3. Use capabilities as the only source of truth for supported node kinds, bindings, indicators, operators, enums, and limits.

Authoring rules:
- Prefer signalGraph over strategyAst unless the user explicitly asks for canonical AST.
- Keep the first payload minimal and valid.
- Reuse simple, stable node ids such as close_price, ema_fast, entry_trigger.
- Do not invent unsupported fields, params, or operators.
- Do not use tokens as the primary write format.

Validation rules:
- Always call validate_strategy before create_strategy or finalize_strategy_version.
- Treat issue code, path, message, and suggestion as the repair source of truth.
- Modify the minimum subtree needed to resolve each blocking issue.
- Revalidate after every repair pass.

Execution rules:
- Create drafts before finalizing.
- Run backtests only after a ready version exists.
- Summarize backtest outcomes from summaryJson before inspecting large artifacts.

Repair loop template

When validation fails, repair the specific issues rather than regenerating the entire strategy.
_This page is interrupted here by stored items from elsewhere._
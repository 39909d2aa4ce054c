//! Boundary decoding of incoming TDLib messages.
//!
//! Every text TDLib hands back is decoded exactly once, on the receive
//! thread, into an [`Incoming`]: either a [`Response`] to one of our
//! requests (it carries `"@extra"`) or an unsolicited [`Update`]. The rest of
//! the client matches on these variants instead of re-inspecting `"@type"`
//! strings.

use std::fmt;

use serde_json::Value;

use crate::{AuthorizationState, ConnectionState, Object, TdError};

// ─── DecodeError ─────────────────────────────────────────────────────────────

/// An incoming message that could not be classified.
#[derive(Clone, Debug, PartialEq)]
pub enum DecodeError {
    /// The text is not valid JSON.
    Json(String),
    /// The JSON value is not an object.
    NotAnObject,
    /// The object has no string `"@type"`.
    MissingType,
}

impl fmt::Display for DecodeError {
    fn fmt(&self, f: &mut fmt::Formatter<'_>) -> fmt::Result {
        match self {
            Self::Json(e)     => write!(f, "invalid JSON: {e}"),
            Self::NotAnObject => write!(f, "message is not a JSON object"),
            Self::MissingType => write!(f, "message has no @type"),
        }
    }
}

impl std::error::Error for DecodeError {}

// ─── Incoming ────────────────────────────────────────────────────────────────

/// One decoded message from TDLib.
#[derive(Clone, Debug, PartialEq)]
pub enum Incoming {
    /// The answer to a request we sent.
    Response(Response),
    /// An unsolicited event.
    Update(Update),
}

impl Incoming {
    /// Decode raw wire text.
    pub fn from_json(text: &str) -> Result<Self, DecodeError> {
        let value: Value = serde_json::from_str(text).map_err(|e| DecodeError::Json(e.to_string()))?;
        Self::from_value(value)
    }

    /// Classify an already-parsed value.
    pub fn from_value(value: Value) -> Result<Self, DecodeError> {
        let Value::Object(mut object) = value else {
            return Err(DecodeError::NotAnObject);
        };
        let type_name = match object.get("@type") {
            Some(Value::String(s)) => s.clone(),
            _ => return Err(DecodeError::MissingType),
        };
        // Present on the newer multi-client interface; meaningless here.
        object.remove("@client_id");

        match object.remove("@extra") {
            Some(extra) => Ok(Self::Response(Response::new(extra, type_name, object))),
            None        => Ok(Self::Update(Update::new(type_name, object))),
        }
    }
}

// ─── Response ────────────────────────────────────────────────────────────────

/// The answer to one request, keyed by the echoed `"@extra"`.
#[derive(Clone, Debug, PartialEq)]
pub struct Response {
    /// The correlation token exactly as TDLib echoed it.
    pub extra:  Value,
    /// The success object, or the library's `error`.
    pub result: Result<Value, TdError>,
}

impl Response {
    fn new(extra: Value, type_name: String, object: Object) -> Self {
        let result = if type_name == "error" {
            Err(td_error(&object))
        } else {
            Ok(Value::Object(object))
        };
        Self { extra, result }
    }

    /// The token as one of our numeric request ids, if it is one.
    pub fn request_id(&self) -> Option<u64> {
        self.extra.as_u64()
    }
}

fn td_error(object: &Object) -> TdError {
    TdError {
        code:    object.get("code").and_then(Value::as_i64).and_then(|c| i32::try_from(c).ok()).unwrap_or_default(),
        message: object.get("message").and_then(Value::as_str).unwrap_or_default().to_string(),
    }
}

// ─── Update ──────────────────────────────────────────────────────────────────

/// The variants of [`Update`] the client itself cares about.
///
/// Everything else is [`UpdateKind::Other`]; the full payload is always
/// available through [`Update::raw`].
#[non_exhaustive]
#[derive(Clone, Debug, PartialEq)]
pub enum UpdateKind {
    /// `updateAuthorizationState`.
    AuthorizationState(AuthorizationState),
    /// `updateConnectionState`.
    ConnectionState(ConnectionState),
    /// `updateNewMessage`.
    NewMessage { chat_id: i64, message: Value },
    /// `updateOption`.
    Option { name: String, value: Value },
    /// An `error` object without a correlation token.
    Error(TdError),
    Other,
}

/// An unsolicited event from TDLib.
#[derive(Clone, Debug, PartialEq)]
pub struct Update {
    type_name: String,
    kind:      UpdateKind,
    raw:       Object,
}

impl Update {
    /// Build an update from its `"@type"` and payload object.
    pub fn new(type_name: impl Into<String>, raw: Object) -> Self {
        let type_name = type_name.into();
        let kind = classify(&type_name, &raw);
        Self { type_name, kind, raw }
    }

    /// The update's `"@type"`, e.g. `updateNewMessage`.
    pub fn type_name(&self) -> &str { &self.type_name }

    pub fn kind(&self) -> &UpdateKind { &self.kind }

    /// The full payload, including `"@type"`.
    pub fn raw(&self) -> &Object { &self.raw }

    /// Shorthand for `raw().get(field)`.
    pub fn get(&self, field: &str) -> Option<&Value> {
        self.raw.get(field)
    }

    /// The chat this update concerns, if it names one directly or through
    /// its `message`.
    pub fn chat_id(&self) -> Option<i64> {
        if let UpdateKind::NewMessage { chat_id, .. } = &self.kind {
            return Some(*chat_id);
        }
        self.raw.get("chat_id").and_then(Value::as_i64)
            .or_else(|| self.raw.get("message")?.get("chat_id")?.as_i64())
    }
}

fn classify(type_name: &str, raw: &Object) -> UpdateKind {
    match type_name {
        "updateAuthorizationState" => raw.get("authorization_state")
            .and_then(|v| serde_json::from_value(v.clone()).ok())
            .map(UpdateKind::AuthorizationState)
            .unwrap_or(UpdateKind::AuthorizationState(AuthorizationState::Unknown)),
        "updateConnectionState" => raw.get("state")
            .and_then(|v| serde_json::from_value(v.clone()).ok())
            .map(UpdateKind::ConnectionState)
            .unwrap_or(UpdateKind::ConnectionState(ConnectionState::Unknown)),
        "updateNewMessage" => {
            let message = raw.get("message").cloned().unwrap_or(Value::Null);
            match message.get("chat_id").and_then(Value::as_i64) {
                Some(chat_id) => UpdateKind::NewMessage { chat_id, message },
                None          => UpdateKind::Other,
            }
        }
        "updateOption" => UpdateKind::Option {
            name:  raw.get("name").and_then(Value::as_str).unwrap_or_default().to_string(),
            value: raw.get("value").cloned().unwrap_or(Value::Null),
        },
        "error" => UpdateKind::Error(td_error(raw)),
        _ => UpdateKind::Other,
    }
}

// ─── Tests ────────────────────────────────────────────────────────────────────
//! Request encoding.
//!
//! Typed requests serialize their fields with serde; [`to_request`] then
//! stamps the method name into `"@type"`. The correlation token is attached
//! later, by whoever owns the pending-request map.

use serde::ser::Error as _;
use serde_json::Value;

use crate::{Object, RemoteCall};

/// Encode a typed request into a TDLib JSON object.
pub fn to_request<R: RemoteCall>(call: &R) -> Result<Object, serde_json::Error> {
    let mut object = match serde_json::to_value(call)? {
        Value::Object(map) => map,
        Value::Null        => Object::new(),
        other => {
            return Err(serde_json::Error::custom(format!(
                "{} must serialize to a JSON object, got {other}",
                R::TYPE
            )));
        }
    };
    object.insert("@type".into(), Value::String(R::TYPE.into()));
    Ok(object)
}

/// The `"@type"` of a request object, if present and a string.
pub fn request_type(request: &Object) -> Option<&str> {
    request.get("@type").and_then(Value::as_str)
}

/// Attach the correlation token and render the wire text.
pub fn with_extra(mut request: Object, extra: u64) -> String {
    request.insert("@extra".into(), Value::from(extra));
    Value::Object(request).to_string()
}

// ─── Tests ────────────────────────────────────────────────────────────────────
Here’s a template for a deterministic repair loop.
Inputs:
- user_intent
- current_payload
- capabilities
- blocking_issues[]

Task:
- Return a revised payload only.
- Preserve unchanged fields.
- Modify the minimum subtree needed to resolve the listed blocking issues.

Repair policy:
1. Read each issue.code and issue.path.
2. If suggestion is present, prefer it over freeform reinterpretation.
3. Do not rename unrelated node ids.
4. Do not introduce new node kinds unless capabilities allow them.
5. Keep strategy settings unless an issue directly points to settings.

Tips

  • Start simple. One trigger plus one confirmation filter is much easier to repair than a complex multi-branch graph.
  • Cache capabilities. Cache the response from GET /public/v1/capabilities per workspace tier, and refresh when the subscription changes.
  • Use issue codes for repairs. Deterministic repair rules based on issue.code are more reliable than asking the model to reinterpret error messages.
  • Fix errors first, warnings second. Feed the repair loop only blocking issues initially — handle warnings in a second pass once the payload is valid.